AIM OF THE TASK |
Check each line of the data for "refused" and select those that have it.

RECORDS FOR PROCESSING |
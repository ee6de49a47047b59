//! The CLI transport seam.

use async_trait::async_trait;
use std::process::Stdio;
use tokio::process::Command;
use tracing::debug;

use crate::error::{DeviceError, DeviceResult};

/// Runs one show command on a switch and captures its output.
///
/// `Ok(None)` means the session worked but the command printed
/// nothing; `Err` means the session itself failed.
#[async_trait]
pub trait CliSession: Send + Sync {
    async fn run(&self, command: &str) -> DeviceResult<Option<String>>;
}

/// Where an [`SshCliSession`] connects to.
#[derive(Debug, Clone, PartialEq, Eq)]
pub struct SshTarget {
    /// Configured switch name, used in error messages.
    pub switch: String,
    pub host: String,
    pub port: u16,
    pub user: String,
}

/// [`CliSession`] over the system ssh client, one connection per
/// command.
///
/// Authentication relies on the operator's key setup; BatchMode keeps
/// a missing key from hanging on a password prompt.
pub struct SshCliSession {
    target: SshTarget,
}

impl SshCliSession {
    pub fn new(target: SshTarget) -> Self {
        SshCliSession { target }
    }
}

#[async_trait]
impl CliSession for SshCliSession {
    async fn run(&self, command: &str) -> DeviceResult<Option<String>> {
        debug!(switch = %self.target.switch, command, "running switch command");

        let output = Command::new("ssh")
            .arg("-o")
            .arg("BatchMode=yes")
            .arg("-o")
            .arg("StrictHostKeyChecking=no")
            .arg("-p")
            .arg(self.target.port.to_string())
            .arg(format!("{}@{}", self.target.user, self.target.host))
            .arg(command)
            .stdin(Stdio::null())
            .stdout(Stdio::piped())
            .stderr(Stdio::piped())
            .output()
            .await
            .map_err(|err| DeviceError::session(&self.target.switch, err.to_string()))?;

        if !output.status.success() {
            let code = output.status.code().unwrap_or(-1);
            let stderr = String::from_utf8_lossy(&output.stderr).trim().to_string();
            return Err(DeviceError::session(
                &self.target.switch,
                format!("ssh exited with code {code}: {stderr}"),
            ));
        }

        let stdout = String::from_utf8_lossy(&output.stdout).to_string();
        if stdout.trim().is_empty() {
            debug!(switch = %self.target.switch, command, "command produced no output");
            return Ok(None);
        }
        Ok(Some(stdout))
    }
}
--
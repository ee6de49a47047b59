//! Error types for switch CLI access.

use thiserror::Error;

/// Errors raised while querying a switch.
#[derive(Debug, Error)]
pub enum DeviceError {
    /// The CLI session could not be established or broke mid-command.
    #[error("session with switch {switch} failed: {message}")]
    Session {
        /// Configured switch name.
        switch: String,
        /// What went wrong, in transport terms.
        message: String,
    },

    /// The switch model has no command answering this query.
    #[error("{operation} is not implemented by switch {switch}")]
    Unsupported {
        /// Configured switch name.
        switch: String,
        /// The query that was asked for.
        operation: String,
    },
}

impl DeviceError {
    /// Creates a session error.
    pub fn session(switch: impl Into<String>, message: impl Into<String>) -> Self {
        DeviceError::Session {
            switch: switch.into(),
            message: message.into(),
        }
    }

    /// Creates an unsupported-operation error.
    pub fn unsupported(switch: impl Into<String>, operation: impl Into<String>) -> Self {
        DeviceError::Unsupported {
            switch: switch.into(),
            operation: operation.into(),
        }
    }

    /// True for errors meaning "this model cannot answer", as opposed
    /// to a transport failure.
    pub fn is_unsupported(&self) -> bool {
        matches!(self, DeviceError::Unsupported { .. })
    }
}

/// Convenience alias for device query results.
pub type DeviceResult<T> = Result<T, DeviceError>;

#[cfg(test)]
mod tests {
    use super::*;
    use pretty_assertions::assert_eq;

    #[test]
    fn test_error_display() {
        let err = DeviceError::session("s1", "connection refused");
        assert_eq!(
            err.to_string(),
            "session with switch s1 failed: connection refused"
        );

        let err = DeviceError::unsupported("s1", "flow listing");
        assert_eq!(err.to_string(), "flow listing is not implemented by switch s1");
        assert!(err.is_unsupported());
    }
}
* * *
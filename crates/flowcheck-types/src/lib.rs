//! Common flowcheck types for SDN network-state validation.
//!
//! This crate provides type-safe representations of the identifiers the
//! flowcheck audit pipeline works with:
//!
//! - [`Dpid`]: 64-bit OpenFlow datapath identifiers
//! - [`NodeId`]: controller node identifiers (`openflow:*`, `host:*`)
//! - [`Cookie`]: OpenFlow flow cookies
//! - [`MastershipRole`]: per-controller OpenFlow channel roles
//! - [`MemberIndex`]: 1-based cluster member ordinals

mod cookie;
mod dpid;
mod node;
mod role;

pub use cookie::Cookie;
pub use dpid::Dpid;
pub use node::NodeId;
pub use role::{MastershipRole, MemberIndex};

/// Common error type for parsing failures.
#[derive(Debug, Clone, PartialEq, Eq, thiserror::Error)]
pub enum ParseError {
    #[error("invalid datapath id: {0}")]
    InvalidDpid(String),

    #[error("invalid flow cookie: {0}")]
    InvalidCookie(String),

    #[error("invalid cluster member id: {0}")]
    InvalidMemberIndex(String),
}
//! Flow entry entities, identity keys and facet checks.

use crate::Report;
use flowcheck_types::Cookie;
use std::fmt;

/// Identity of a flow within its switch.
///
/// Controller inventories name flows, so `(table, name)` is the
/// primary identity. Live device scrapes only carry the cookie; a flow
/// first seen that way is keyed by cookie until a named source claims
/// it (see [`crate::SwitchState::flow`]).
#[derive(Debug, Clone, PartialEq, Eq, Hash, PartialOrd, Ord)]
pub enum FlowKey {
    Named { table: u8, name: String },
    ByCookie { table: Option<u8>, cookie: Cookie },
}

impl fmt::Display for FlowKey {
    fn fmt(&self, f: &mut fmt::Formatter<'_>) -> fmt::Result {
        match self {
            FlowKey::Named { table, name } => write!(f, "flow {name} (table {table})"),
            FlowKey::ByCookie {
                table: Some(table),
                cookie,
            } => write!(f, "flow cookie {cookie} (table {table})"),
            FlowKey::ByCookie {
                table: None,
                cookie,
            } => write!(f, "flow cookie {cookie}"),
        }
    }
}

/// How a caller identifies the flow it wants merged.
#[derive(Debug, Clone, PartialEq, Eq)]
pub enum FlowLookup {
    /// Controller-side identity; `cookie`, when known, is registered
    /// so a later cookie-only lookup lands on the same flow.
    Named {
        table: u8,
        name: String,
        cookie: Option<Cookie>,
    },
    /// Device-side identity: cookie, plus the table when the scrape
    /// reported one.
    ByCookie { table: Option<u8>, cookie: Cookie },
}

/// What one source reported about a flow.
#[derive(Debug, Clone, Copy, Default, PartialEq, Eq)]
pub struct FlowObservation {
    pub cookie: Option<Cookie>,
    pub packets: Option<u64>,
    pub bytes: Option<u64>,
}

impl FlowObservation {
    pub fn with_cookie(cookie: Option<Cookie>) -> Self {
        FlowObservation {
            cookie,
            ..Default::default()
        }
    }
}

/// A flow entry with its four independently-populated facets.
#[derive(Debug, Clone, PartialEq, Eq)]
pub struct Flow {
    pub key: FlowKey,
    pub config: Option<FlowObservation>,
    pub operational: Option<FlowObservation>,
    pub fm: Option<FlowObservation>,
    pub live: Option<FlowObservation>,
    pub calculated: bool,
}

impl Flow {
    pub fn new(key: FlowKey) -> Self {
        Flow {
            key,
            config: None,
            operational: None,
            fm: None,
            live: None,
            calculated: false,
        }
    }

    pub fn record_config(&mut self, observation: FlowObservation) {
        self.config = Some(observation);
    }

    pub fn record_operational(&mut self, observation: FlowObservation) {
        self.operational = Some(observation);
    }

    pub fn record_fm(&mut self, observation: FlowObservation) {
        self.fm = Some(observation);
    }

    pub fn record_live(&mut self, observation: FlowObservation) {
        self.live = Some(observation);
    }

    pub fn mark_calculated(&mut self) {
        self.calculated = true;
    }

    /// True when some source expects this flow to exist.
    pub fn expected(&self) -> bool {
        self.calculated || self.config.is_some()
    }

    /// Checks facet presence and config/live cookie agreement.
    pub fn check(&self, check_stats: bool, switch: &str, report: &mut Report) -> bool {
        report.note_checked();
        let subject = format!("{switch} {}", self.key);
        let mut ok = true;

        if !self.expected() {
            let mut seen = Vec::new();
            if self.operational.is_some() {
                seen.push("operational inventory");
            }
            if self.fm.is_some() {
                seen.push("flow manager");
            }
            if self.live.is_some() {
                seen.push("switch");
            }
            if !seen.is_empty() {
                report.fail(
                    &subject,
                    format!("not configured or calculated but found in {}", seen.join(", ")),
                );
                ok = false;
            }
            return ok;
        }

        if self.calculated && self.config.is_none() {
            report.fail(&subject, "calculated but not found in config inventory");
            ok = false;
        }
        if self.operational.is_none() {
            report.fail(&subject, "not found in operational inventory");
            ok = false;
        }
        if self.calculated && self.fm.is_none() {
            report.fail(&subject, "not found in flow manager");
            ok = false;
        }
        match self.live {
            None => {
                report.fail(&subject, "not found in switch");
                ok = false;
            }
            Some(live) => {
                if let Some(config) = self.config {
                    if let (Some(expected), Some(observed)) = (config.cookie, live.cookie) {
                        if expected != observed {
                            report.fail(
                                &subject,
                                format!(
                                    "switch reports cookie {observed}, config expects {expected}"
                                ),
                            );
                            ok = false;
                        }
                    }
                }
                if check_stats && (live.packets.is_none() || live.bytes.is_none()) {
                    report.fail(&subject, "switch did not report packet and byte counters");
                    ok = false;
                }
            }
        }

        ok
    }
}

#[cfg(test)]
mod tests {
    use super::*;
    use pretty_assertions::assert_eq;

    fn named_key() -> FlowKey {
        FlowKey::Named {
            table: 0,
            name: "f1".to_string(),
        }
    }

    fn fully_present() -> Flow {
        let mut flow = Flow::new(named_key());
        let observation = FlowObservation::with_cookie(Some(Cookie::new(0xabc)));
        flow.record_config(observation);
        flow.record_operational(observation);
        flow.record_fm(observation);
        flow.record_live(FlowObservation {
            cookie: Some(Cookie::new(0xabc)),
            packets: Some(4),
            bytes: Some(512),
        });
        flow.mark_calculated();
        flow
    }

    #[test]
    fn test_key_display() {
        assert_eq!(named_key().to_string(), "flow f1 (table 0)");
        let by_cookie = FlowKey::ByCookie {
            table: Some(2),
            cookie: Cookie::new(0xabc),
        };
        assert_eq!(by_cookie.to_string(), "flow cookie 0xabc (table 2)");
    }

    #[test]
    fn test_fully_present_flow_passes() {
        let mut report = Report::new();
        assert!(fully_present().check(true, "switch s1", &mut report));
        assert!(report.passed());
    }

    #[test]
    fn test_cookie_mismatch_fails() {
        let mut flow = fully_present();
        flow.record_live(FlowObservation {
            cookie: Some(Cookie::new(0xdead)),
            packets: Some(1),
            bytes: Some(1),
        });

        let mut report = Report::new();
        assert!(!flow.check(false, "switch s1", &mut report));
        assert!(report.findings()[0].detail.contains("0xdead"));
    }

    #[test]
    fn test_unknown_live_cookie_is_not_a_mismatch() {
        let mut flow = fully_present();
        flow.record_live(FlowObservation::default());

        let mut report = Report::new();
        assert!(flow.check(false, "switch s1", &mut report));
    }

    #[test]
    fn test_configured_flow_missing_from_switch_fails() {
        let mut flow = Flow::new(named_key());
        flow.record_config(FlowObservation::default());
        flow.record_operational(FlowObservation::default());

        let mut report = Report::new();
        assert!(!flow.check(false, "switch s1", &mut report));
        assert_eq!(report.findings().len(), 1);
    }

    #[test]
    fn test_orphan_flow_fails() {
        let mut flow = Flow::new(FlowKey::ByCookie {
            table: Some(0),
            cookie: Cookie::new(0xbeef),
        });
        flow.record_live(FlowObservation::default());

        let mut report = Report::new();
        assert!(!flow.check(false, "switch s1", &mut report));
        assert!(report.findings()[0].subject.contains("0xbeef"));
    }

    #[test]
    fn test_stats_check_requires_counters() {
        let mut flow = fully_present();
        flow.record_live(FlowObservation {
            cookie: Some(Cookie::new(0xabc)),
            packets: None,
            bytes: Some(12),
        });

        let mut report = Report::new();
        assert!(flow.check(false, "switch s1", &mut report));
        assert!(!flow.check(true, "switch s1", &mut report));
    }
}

THE COMPLETED TASK |
        let err = DeviceError::session("s1", "connection refused");
            "session with switch s1 failed: connection refused"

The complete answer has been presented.